Below are entries; output exactly the lines from the one with "the wait elapses" to the one with "let radius = rng.gen_range(rmin..=rmax);", both included, and nothing else.

======== LISTED RECORDS ========

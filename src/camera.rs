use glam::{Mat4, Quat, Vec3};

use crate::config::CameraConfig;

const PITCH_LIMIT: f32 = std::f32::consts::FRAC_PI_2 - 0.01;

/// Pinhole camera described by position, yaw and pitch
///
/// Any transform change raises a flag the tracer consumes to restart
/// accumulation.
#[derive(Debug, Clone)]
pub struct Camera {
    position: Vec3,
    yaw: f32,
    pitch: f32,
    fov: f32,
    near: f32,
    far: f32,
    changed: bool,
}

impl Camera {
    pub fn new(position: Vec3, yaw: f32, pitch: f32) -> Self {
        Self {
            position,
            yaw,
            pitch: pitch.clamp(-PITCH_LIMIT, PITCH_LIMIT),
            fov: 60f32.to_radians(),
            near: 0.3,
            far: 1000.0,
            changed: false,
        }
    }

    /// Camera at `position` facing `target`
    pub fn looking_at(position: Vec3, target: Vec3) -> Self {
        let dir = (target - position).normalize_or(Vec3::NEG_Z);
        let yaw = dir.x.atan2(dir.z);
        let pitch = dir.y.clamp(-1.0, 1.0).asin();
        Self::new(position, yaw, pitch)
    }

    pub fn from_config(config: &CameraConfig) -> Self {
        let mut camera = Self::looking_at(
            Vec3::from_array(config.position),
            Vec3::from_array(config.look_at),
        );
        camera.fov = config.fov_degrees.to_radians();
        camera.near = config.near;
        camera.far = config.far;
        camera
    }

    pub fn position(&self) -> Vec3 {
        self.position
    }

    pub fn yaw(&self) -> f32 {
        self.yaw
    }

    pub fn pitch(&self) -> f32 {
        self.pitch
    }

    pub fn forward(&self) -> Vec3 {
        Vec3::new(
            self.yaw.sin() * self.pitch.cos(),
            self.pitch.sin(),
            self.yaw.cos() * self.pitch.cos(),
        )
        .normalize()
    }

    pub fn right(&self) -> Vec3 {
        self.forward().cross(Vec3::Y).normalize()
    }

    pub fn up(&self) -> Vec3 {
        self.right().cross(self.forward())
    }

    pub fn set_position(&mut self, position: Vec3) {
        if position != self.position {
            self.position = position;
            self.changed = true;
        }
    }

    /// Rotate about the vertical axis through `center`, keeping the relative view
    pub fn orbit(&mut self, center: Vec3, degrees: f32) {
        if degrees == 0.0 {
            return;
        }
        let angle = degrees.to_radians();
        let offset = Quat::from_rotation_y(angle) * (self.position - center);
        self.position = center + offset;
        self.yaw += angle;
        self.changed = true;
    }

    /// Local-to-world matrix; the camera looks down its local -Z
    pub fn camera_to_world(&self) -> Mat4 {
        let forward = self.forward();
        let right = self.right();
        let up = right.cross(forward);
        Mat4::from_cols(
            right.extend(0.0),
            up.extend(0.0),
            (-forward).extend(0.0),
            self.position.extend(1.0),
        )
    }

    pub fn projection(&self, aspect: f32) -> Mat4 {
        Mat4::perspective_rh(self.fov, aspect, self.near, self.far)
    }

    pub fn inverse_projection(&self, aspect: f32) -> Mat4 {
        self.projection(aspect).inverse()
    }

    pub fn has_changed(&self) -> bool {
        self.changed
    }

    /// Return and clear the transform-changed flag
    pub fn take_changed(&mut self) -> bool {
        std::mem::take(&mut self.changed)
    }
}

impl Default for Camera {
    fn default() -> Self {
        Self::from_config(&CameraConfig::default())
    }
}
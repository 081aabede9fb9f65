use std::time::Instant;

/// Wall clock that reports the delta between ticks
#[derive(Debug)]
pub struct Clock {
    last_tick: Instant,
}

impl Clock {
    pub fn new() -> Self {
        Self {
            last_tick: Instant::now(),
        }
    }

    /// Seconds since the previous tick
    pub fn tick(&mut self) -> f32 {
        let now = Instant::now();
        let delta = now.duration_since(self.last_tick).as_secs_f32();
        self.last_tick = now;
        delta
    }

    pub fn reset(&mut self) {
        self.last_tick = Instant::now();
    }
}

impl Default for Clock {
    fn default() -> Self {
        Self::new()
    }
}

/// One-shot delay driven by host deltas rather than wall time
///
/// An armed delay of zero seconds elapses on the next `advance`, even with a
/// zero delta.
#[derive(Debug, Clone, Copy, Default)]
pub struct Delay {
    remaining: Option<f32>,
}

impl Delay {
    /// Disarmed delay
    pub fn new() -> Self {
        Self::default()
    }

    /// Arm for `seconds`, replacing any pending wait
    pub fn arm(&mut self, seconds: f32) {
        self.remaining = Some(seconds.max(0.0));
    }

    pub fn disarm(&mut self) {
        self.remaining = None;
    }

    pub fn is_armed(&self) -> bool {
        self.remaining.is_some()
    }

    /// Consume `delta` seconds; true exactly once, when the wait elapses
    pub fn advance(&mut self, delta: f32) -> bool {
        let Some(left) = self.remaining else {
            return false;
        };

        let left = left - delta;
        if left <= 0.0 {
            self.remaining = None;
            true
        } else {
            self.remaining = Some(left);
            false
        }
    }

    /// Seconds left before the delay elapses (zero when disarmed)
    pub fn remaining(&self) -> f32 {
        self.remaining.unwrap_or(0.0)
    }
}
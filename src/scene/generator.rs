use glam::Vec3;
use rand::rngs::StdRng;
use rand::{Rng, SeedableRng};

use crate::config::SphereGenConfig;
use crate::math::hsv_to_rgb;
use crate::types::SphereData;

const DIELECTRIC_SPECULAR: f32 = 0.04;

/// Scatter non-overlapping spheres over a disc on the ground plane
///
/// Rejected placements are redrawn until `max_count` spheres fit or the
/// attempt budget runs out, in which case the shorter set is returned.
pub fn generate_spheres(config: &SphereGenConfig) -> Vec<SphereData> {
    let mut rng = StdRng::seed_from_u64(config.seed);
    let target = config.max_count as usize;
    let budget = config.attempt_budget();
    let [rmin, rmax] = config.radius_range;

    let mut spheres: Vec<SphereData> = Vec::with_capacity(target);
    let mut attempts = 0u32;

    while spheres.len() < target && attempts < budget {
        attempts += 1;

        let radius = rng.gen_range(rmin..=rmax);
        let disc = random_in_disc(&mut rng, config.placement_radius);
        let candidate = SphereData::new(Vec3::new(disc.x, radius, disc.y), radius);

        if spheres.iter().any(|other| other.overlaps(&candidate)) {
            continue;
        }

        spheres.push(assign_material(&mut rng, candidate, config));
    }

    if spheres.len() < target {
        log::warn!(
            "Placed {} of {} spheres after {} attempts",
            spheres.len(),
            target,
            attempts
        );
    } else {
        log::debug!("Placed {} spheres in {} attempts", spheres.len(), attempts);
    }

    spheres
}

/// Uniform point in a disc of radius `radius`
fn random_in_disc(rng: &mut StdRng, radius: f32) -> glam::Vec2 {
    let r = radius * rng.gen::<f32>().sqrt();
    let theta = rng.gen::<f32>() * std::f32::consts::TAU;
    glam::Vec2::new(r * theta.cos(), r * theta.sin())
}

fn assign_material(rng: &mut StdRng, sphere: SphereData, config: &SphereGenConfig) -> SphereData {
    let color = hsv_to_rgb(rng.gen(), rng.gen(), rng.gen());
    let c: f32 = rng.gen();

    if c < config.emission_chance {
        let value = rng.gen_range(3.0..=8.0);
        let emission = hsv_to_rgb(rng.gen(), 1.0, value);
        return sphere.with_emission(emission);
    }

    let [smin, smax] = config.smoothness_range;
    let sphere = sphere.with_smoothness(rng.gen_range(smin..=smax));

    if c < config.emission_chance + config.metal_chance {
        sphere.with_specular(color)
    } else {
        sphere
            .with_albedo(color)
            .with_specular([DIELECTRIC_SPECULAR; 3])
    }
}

========

** TASK RESPONSE **
    /// Consume `delta` seconds; true exactly once, when the wait elapses
    pub fn advance(&mut self, delta: f32) -> bool {
        let Some(left) = self.remaining else {
            return false;
        };

        let left = left - delta;
        if left <= 0.0 {
            self.remaining = None;
            true
        } else {
            self.remaining = Some(left);
            false
        }
    }

    /// Seconds left before the delay elapses (zero when disarmed)
    pub fn remaining(&self) -> f32 {
        self.remaining.unwrap_or(0.0)
    }
}
filename src/scene/generator.rs
use glam::Vec3;
use rand::rngs::StdRng;
use rand::{Rng, SeedableRng};

use crate::config::SphereGenConfig;
use crate::math::hsv_to_rgb;
use crate::types::SphereData;

const DIELECTRIC_SPECULAR: f32 = 0.04;

/// Scatter non-overlapping spheres over a disc on the ground plane
///
/// Rejected placements are redrawn until `max_count` spheres fit or the
/// attempt budget runs out, in which case the shorter set is returned.
pub fn generate_spheres(config: &SphereGenConfig) -> Vec<SphereData> {
    let mut rng = StdRng::seed_from_u64(config.seed);
    let target = config.max_count as usize;
    let budget = config.attempt_budget();
    let [rmin, rmax] = config.radius_range;

    let mut spheres: Vec<SphereData> = Vec::with_capacity(target);
    let mut attempts = 0u32;

    while spheres.len() < target && attempts < budget {
        attempts += 1;

        let radius = rng.gen_range(rmin..=rmax);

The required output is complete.